Re: Changing Windows Domain
- From: "Geoff N. Hiten" <sqlcraftsman@xxxxxxxxx>
- Date: Tue, 9 Aug 2005 13:29:04 -0400
There are two major considerations involved in changing domains. First is
the security issue. The SQL Setup program rewrites the account login
information on each node. If that is not changing, you should be OK without
having to go through setup. Worst case, you can manually change the service
account information on each node. DO NOT attempt to start the service
manually on any particular node. Make sure the service accounts have the
same permissions on the host nodes after changing domains. Be aware that
the machines will now be subject to Group Policies which may change things
in unexpected ways.
The second is changing the FQDN of the system. If the IP domain is
different after the change, you may run into problems with client
connections. A DNS alias record can fix this faster than any other method.
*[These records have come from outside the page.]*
/*
 * Copyright © 2025, United States Government, as represented by the Administrator of
 * the National Aeronautics and Space Administration. All rights reserved.
 *
 * The “ODIN” software is licensed under the Apache License, Version 2.0 (the "License");
 * you may not use this file except in compliance with the License. You may obtain a copy
 * of the License at http://www.apache.org/licenses/LICENSE-2.0.
 *
 * Unless required by applicable law or agreed to in writing, software distributed under
 * the License is distributed on an "AS IS" BASIS, WITHOUT WARRANTIES OR CONDITIONS OF ANY KIND,
 * either express or implied. See the License for the specific language governing permissions
 * and limitations under the License.
 */
#![allow(unused)]

use std::{sync::Arc, time::Duration};
use chrono::{DateTime,TimeDelta,Utc};
use serde::{Serialize,Deserialize};
use serde_json::Value;
use async_trait::async_trait;
use tokio_util::sync::CancellationToken;
use tracing::{debug,info,warn};
use ovm_common::{datetime::{TimeKey,deserialize_duration,serialize_duration,secs,days}, geo::GeoBoundingBox};

use crate::{AircraftState, TelemetrySnapshot, TelemetryStore};
use crate::errors::{OvmTelemetryError, Result, parse_error};

/// which of the two altitudes reported in a state vector we use
#[derive(Serialize,Deserialize,Debug,Clone,Copy,PartialEq,Eq)]
pub enum AltitudeSource {
    Geometric,
    Barometric
}

#[derive(Serialize,Deserialize,Debug,Clone)]
#[serde(default)]
pub struct OpenSkyConfig {
    pub url: String,
    pub username: Option<String>,
    pub password: Option<String>,
    pub bbox: GeoBoundingBox,  // area for which we request state vectors

    #[serde(deserialize_with = "deserialize_duration", serialize_with = "serialize_duration")]
    pub poll_interval: Duration,

    /// how long snapshots are kept in the store (zero means forever)
    #[serde(deserialize_with = "deserialize_duration", serialize_with = "serialize_duration")]
    pub retention: Duration,

    pub altitude_source: AltitudeSource,
}

impl Default for OpenSkyConfig {
    fn default ()->Self {
        OpenSkyConfig {
            url: "https://opensky-network.org/api/states/all".to_string(),
            username: None,
            password: None,
            bbox: GeoBoundingBox::new( 50.75, 53.7, 3.2, 7.22),
            poll_interval: secs(60),
            retention: days(30),
            altitude_source: AltitudeSource::Geometric,
        }
    }
}

/* #region state vector parsing *****************************************************************************************/

// field indices of OpenSky state vectors
const ICAO24: usize = 0;
const CALLSIGN: usize = 1;
const LONGITUDE: usize = 5;
const LATITUDE: usize = 6;
const BARO_ALTITUDE: usize = 7;
const ON_GROUND: usize = 8;
const GEO_ALTITUDE: usize = 13;

#[derive(Deserialize,Debug)]
pub struct StatesResponse {
    pub time: i64,  // epoch seconds
    pub states: Option<Vec<Value>>
}

/// translate a single state vector array. Returns `None` for records without callsign or position.
/// Aircraft on the ground or without the selected altitude get `altitude: None`
pub fn parse_state_vector (sv: &Value, altitude_source: AltitudeSource)->Option<AircraftState> {
    let fields = sv.as_array()?;

    let callsign = fields.get(CALLSIGN)?.as_str()?;
    if callsign.trim().is_empty() { return None }

    let longitude = fields.get(LONGITUDE)?.as_f64()?;
    let latitude = fields.get(LATITUDE)?.as_f64()?;

    let on_ground = fields.get(ON_GROUND).and_then( |v| v.as_bool()).unwrap_or(false);
    let altitude = if on_ground {
        None
    } else {
        let idx = match altitude_source {
            AltitudeSource::Geometric => GEO_ALTITUDE,
            AltitudeSource::Barometric => BARO_ALTITUDE
        };
        fields.get(idx).and_then( |v| v.as_f64())
    };

    let icao24 = fields.get(ICAO24).and_then( |v| v.as_str()).map( |s| s.to_string());

    Some( AircraftState { callsign: callsign.to_string(), icao24, latitude, longitude, altitude })
}

/// turn a `/states/all` response into a snapshot keyed by the response time
pub fn parse_states_response (response: &StatesResponse, altitude_source: AltitudeSource)->Result<TelemetrySnapshot> {
    let date = DateTime::<Utc>::from_timestamp( response.time, 0).ok_or_else( || parse_error!("invalid response time {}", response.time))?;
    let timestamp = TimeKey::from_datetime( &date);

    let aircraft: Vec<AircraftState> = match &response.states {
        Some(states) => {
            let aircraft: Vec<AircraftState> = states.iter().filter_map( |sv| parse_state_vector( sv, altitude_source)).collect();
            if aircraft.len() < states.len() {
                debug!("skipped {} incomplete state vectors", states.len() - aircraft.len());
            }
            aircraft
        }
        None => Vec::new()
    };

    Ok( TelemetrySnapshot::new( timestamp, aircraft))
}

pub fn parse_states_json (json: &str, altitude_source: AltitudeSource)->Result<TelemetrySnapshot> {
    let response: StatesResponse = serde_json::from_str( json)?;
    parse_states_response( &response, altitude_source)
}

/* #endregion state vector parsing */

/* #region acquisition **************************************************************************************************/

/// something that can produce the current telemetry snapshot
#[async_trait]
pub trait TelemetrySource: Send + Sync {
    async fn fetch_snapshot (&self)->Result<TelemetrySnapshot>;
}

pub struct OpenSkyConnector {
    config: Arc<OpenSkyConfig>,
    client: reqwest::Client,
}

impl OpenSkyConnector {
    pub fn new (config: Arc<OpenSkyConfig>)->Self {
        OpenSkyConnector { config, client: reqwest::Client::new() }
    }

    pub fn config (&self)->&OpenSkyConfig { self.config.as_ref() }

    /// fetch one snapshot and store it
    pub async fn poll_once (&self, store: &dyn TelemetryStore)->Result<TimeKey> {
        poll_once( self, store).await
    }
}

#[async_trait]
impl TelemetrySource for OpenSkyConnector {
    async fn fetch_snapshot (&self)->Result<TelemetrySnapshot> {
        let bbox = &self.config.bbox;
        let mut req = self.client.get( &self.config.url)
            .query( &[("lamin", bbox.lat_min), ("lomin", bbox.lon_min), ("lamax", bbox.lat_max), ("lomax", bbox.lon_max)]);

        if let Some(user) = &self.config.username {
            req = req.basic_auth( user, self.config.password.as_ref());
        }

        let response: StatesResponse = req.send().await?.error_for_status()?.json().await?;
        parse_states_response( &response, self.config.altitude_source)
    }
}

pub async fn poll_once (source: &dyn TelemetrySource, store: &dyn TelemetryStore)->Result<TimeKey> {
    let snapshot = source.fetch_snapshot().await?;
    let timestamp = snapshot.timestamp;
    debug!("storing snapshot {} with {} aircraft", timestamp, snapshot.len());
    store.upsert( snapshot)?;
    Ok(timestamp)
}

/// poll `source` every `interval` until `cancel` is triggered. Failed polls are logged and retried
/// with the next tick. If `retention` is not zero, snapshots older than that are removed after each poll
pub async fn run_logger (source: Arc<dyn TelemetrySource>, store: Arc<dyn TelemetryStore>,
                         interval: Duration, retention: Duration, cancel: CancellationToken)->Result<()>
{
    let retention = if retention.is_zero() { None } else {
        Some( TimeDelta::from_std( retention).map_err( |e| OvmTelemetryError::OpFailedError( format!("invalid retention: {e}")))?)
    };
    let mut ticker = tokio::time::interval( interval);
    info!("telemetry logger started with interval {:?}", interval);

    loop {
        tokio::select! {
            _ = cancel.cancelled() => break,
            _ = ticker.tick() => {
                match poll_once( source.as_ref(), store.as_ref()).await {
                    Ok(timestamp) => {
                        if let Some(retention) = retention {
                            prune( store.as_ref(), timestamp, retention);
                        }
                    }
                    Err(e) => warn!("telemetry poll failed: {e}")
                }
            }
        }
    }

    info!("telemetry logger terminated");
    Ok(())
}

fn prune (store: &dyn TelemetryStore, latest: TimeKey, retention: TimeDelta) {
    let cutoff = latest.to_datetime().map( |d| TimeKey::from_datetime( &(d - retention)));
    match cutoff {
        Ok(cutoff) => match store.remove_before( cutoff) {
            Ok(n) if n > 0 => debug!("removed {} snapshots before {}", n, cutoff),
            Ok(_) => {}
            Err(e) => warn!("failed to prune store: {e}")
        }
        Err(e) => warn!("cannot compute retention cutoff: {e}")
    }
}

/* #endregion acquisition */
If the actual host names change, then a cluster rebuild may actually be
faster. The other way to handle node renaming is to kick out each node one
at a time, change the host name, add it back to the cluster, reinstall SQL,
reapply hotfixes.
--
Geoff N. Hiten
Senior Database Administrator
Microsoft SQL Server MVP
"CarolinaKB" <CarolinaKB@xxxxxxxxxxxxxxxxxxxxxxxxx> wrote in message
news:CB00A57B-A0E5-450D-9C83-9818B7883595@xxxxxxxxxxxxxxxx
>I have a 2 node Windows 2000 Active/Passive Cluster running SQL Server 2000
> Enterprise Edition. The cluster supports a 24x365, mission critical
> application.
>
> The nodes are currently members of a Windows NT4 domain which trusts a
> Windows 2003 Active Directory Domain. All user and service accounts
> (including SQLServer and SQLServer Agent accounts) are "ADDomain"
> accounts.
>
> I am planning on using the procedure described in KBs 269196 and 319016 to
> move the cluster from "NT4Domain" to the trusted "ADDomain". The TCP/IP
> names and addresses will not change, and to reiterate, the user and
> service
> accounts are already logging into the trusted domain "ADDomain", not
> "NT4Domain".
>
> When I look at 319016, however, I get the impression that that KB was
> written more to address a changed TCP/IP domain as opposed to a changed
> Windows domain. My questions are:
>
> 1) Does 319016 even apply in this situation?
>
> For example, step 1 of 319016 calls for a rerun of SQLServer setup. Since
> 1) the TCP/IP address is not changing and 2) the SQL service account is
> not
> changing, do I need to perform step 1? I'm not sure what all setup might
> be
> doing there.
>
> Also, step 2 of 319016 calls for the new TCP/IP address to be entered for
> each instance. Again, the IP address is not changing. As info, there is
> only the default instance.
>
> 2) I think that I need to move both nodes into the new domain and restart
> the cluster service on both (with SQLServer resources kept offline) before
> any SQL changes. Is that correct?
>
> 3) Assuming there are no GP changes, are there other concerns I'm
> overlooking? I saw a similar question in which the admin was leaning
> toward
> rebuilding from scratch instead of moving the cluster. That seems like a
> lot
> more work (rebuilding systems, cluster resources, and
> reinstalling/configuring applications) than moving as described above.
>
> Thanks for any feedback
>
.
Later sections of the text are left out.